J. H. Snider at Neiman Watchdog points out six major areas of old media parasitism, and comes to this conclusion:

Like a fish unaware that it is surrounded by water, many journalists complaining of new media parasitism appear to be blissfully blind to their own parasitism on sources and sources of sources. This is reflected in the widespread argument, also made at the Senate hearing, that old media represents the “first-generation” rather than the second or third generation of fact-finding and reporting. When I asked a prominent journalist about foreign correspondents’ common practice of reading obscure foreign newspapers for story ideas and then not attributing those sources in their own stories, he replied that he had never even thought of the matter.

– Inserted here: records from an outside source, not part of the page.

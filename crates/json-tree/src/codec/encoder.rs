//! Tree encoder: `Value`/`JsonTree`/`Timestamp` → JSON text.

use std::fmt;
use std::io;
use std::sync::Arc;

use json_tree_temporal::{format_datetime, Timestamp};
use serde::ser::{SerializeMap, SerializeSeq};
use serde::{Serialize, Serializer};

use super::formatter::TreeFormatter;
use crate::error::TreeError;
use crate::key::Key;
use crate::tree::JsonTree;
use crate::value::Value;

/// Replacement for the default ISO-8601 date-time formatting.
pub type DateTimeEncoder = Arc<dyn Fn(&Timestamp) -> String + Send + Sync>;

/// Types the tree encoder can write.
pub trait Encode {
    /// Serialize `self` with `encoder`'s settings.
    fn encode_with<S: Serializer>(&self, encoder: &TreeEncoder, serializer: S)
        -> Result<S::Ok, S::Error>;
}

/// Pairs a value with the encoder settings so it can be handed to serde.
pub struct Encoded<'a, T: ?Sized> {
    encoder: &'a TreeEncoder,
    value: &'a T,
}

impl<'a, T: ?Sized + Encode> Encoded<'a, T> {
    pub fn new(encoder: &'a TreeEncoder, value: &'a T) -> Self {
        Self { encoder, value }
    }
}

impl<T: ?Sized + Encode> Serialize for Encoded<'_, T> {
    fn serialize<S: Serializer>(&self, serializer: S) -> Result<S::Ok, S::Error> {
        self.value.encode_with(self.encoder, serializer)
    }
}

/// Encoder settings shared by a whole document.
#[derive(Clone, Default)]
pub struct TreeEncoder {
    datetime_encoder: Option<DateTimeEncoder>,
    sort_keys: bool,
}

impl TreeEncoder {
    pub fn new() -> Self {
        Self::default()
    }

    pub fn with_datetime_encoder(mut self, encoder: Option<DateTimeEncoder>) -> Self {
        self.datetime_encoder = encoder;
        self
    }

    /// Write tree entries ordered by their JSON key text instead of
    /// insertion order.
    pub fn with_sort_keys(mut self, sort_keys: bool) -> Self {
        self.sort_keys = sort_keys;
        self
    }

    /// Text written for a timestamp.
    pub fn format_datetime(&self, ts: &Timestamp) -> String {
        match &self.datetime_encoder {
            Some(encode) => encode(ts),
            None => format_datetime(ts),
        }
    }

    /// Write `value` as JSON to `writer`, laid out by `formatter`.
    ///
    /// # Errors
    ///
    /// [`TreeError::Io`] when the writer fails, [`TreeError::Json`] for any
    /// other serializer error.
    pub fn encode<V, W>(&self, value: &V, writer: W, formatter: TreeFormatter) -> Result<(), TreeError>
    where
        V: ?Sized + Encode,
        W: io::Write,
    {
        let mut serializer = serde_json::Serializer::with_formatter(writer, formatter);
        value.encode_with(self, &mut serializer).map_err(|err| {
            if err.is_io() {
                TreeError::Io(err.into())
            } else {
                TreeError::Json(err)
            }
        })
    }

    /// Encode to a `String` with the default layout.
    pub fn encode_to_string<V: ?Sized + Encode>(&self, value: &V) -> Result<String, TreeError> {
        let mut out = Vec::new();
        self.encode(value, &mut out, TreeFormatter::new())?;
        String::from_utf8(out).map_err(|err| io::Error::new(io::ErrorKind::InvalidData, err).into())
    }
}

impl fmt::Debug for TreeEncoder {
    fn fmt(&self, f: &mut fmt::Formatter<'_>) -> fmt::Result {
        f.debug_struct("TreeEncoder")
            .field("datetime_encoder", &self.datetime_encoder.as_ref().map(|_| ".."))
            .field("sort_keys", &self.sort_keys)
            .finish()
    }
}

// ----------------------------------------------------------------
// Encode implementations

impl Encode for Value {
    fn encode_with<S: Serializer>(&self, encoder: &TreeEncoder, serializer: S) -> Result<S::Ok, S::Error> {
        match self {
            Value::Null => serializer.serialize_unit(),
            Value::Bool(b) => serializer.serialize_bool(*b),
            Value::Number(n) => n.serialize(serializer),
            Value::String(s) => serializer.serialize_str(s),
            Value::DateTime(ts) => ts.encode_with(encoder, serializer),
            Value::Array(items) => {
                let mut seq = serializer.serialize_seq(Some(items.len()))?;
                for item in items {
                    seq.serialize_element(&Encoded::new(encoder, item))?;
                }
                seq.end()
            }
            Value::Tree(tree) => tree.encode_with(encoder, serializer),
        }
    }
}

impl Encode for JsonTree {
    fn encode_with<S: Serializer>(&self, encoder: &TreeEncoder, serializer: S) -> Result<S::Ok, S::Error> {
        let mut map = serializer.serialize_map(Some(self.len()))?;
        if encoder.sort_keys {
            let mut entries: Vec<(String, &Value)> =
                self.iter().map(|(key, value)| (key.to_json_key(), value)).collect();
            entries.sort_by(|a, b| a.0.cmp(&b.0));
            for (key, value) in entries {
                map.serialize_entry(&key, &Encoded::new(encoder, value))?;
            }
        } else {
            for (key, value) in self {
                map.serialize_entry(key, &Encoded::new(encoder, value))?;
            }
        }
        map.end()
    }
}

impl Encode for Timestamp {
    fn encode_with<S: Serializer>(&self, encoder: &TreeEncoder, serializer: S) -> Result<S::Ok, S::Error> {
        serializer.serialize_str(&encoder.format_datetime(self))
    }
}

impl Encode for Key {
    fn encode_with<S: Serializer>(&self, _encoder: &TreeEncoder, serializer: S) -> Result<S::Ok, S::Error> {
        self.serialize(serializer)
    }
}

impl<T: ?Sized + Encode> Encode for &T {
    fn encode_with<S: Serializer>(&self, encoder: &TreeEncoder, serializer: S) -> Result<S::Ok, S::Error> {
        (**self).encode_with(encoder, serializer)
    }
}

impl Serialize for Value {
    fn serialize<S: Serializer>(&self, serializer: S) -> Result<S::Ok, S::Error> {
        self.encode_with(&TreeEncoder::default(), serializer)
    }
}

impl Serialize for JsonTree {
    fn serialize<S: Serializer>(&self, serializer: S) -> Result<S::Ok, S::Error> {
        self.encode_with(&TreeEncoder::default(), serializer)
    }
}

#[cfg(test)]
mod tests {
    use super::*;
    use json_tree_temporal::parse_datetime;
    use serde_json::json;

    fn sample() -> JsonTree {
        let mut tree = JsonTree::new();
        tree.set("b", 1);
        tree.set(3i64, "three");
        tree.set("a", parse_datetime("2013-04-29T22:45:35-04:00").unwrap());
        tree
    }

    #[test]
    fn integer_keys_become_strings() {
        let text = TreeEncoder::new().encode_to_string(&sample()).unwrap();
        assert_eq!(text, r#"{"b": 1, "3": "three", "a": "2013-04-29T22:45:35-04:00"}"#);
    }

    #[test]
    fn sorted_keys() {
        let encoder = TreeEncoder::new().with_sort_keys(true);
        let text = encoder.encode_to_string(&sample()).unwrap();
        assert_eq!(text, r#"{"3": "three", "a": "2013-04-29T22:45:35-04:00", "b": 1}"#);
    }

    #[test]
    fn custom_datetime_encoder() {
        let encoder = TreeEncoder::new()
            .with_datetime_encoder(Some(Arc::new(|ts: &Timestamp| ts.local().date().to_string())));
        let text = encoder.encode_to_string(&sample()).unwrap();
        assert_eq!(text, r#"{"b": 1, "3": "three", "a": "2013-04-29"}"#);
    }

    #[test]
    fn serialize_matches_to_json() {
        let tree = sample();
        assert_eq!(serde_json::to_value(&tree).unwrap(), tree.to_json());
        assert_eq!(
            serde_json::to_value(Value::from(vec![Value::Null, Value::from(true)])).unwrap(),
            json!([null, true])
        );
    }

    #[test]
    fn writer_failure_is_io_error() {
        struct Broken;
        impl io::Write for Broken {
            fn write(&mut self, _buf: &[u8]) -> io::Result<usize> {
                Err(io::Error::new(io::ErrorKind::BrokenPipe, "closed"))
            }
            fn flush(&mut self) -> io::Result<()> {
                Ok(())
            }
        }
        let err = TreeEncoder::new()
            .encode(&sample(), Broken, TreeFormatter::new())
            .unwrap_err();
        assert!(matches!(err, TreeError::Io(_)));
    }
}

A prominent journalist hadn’t stopped to consider whether or not he and his colleagues were guilty of the very things bloggers and aggregators get hammered for? Quelle horreur! All snark aside, I can’t really blame this unnamed journalist for not recognizing the similarities between old and new media. When you’re defending your turf, you look at what makes you different from those you perceive as the enemy, not what commonalities you share. I think banding together in some way is an inevitability; the only real question is how ugly the process will be.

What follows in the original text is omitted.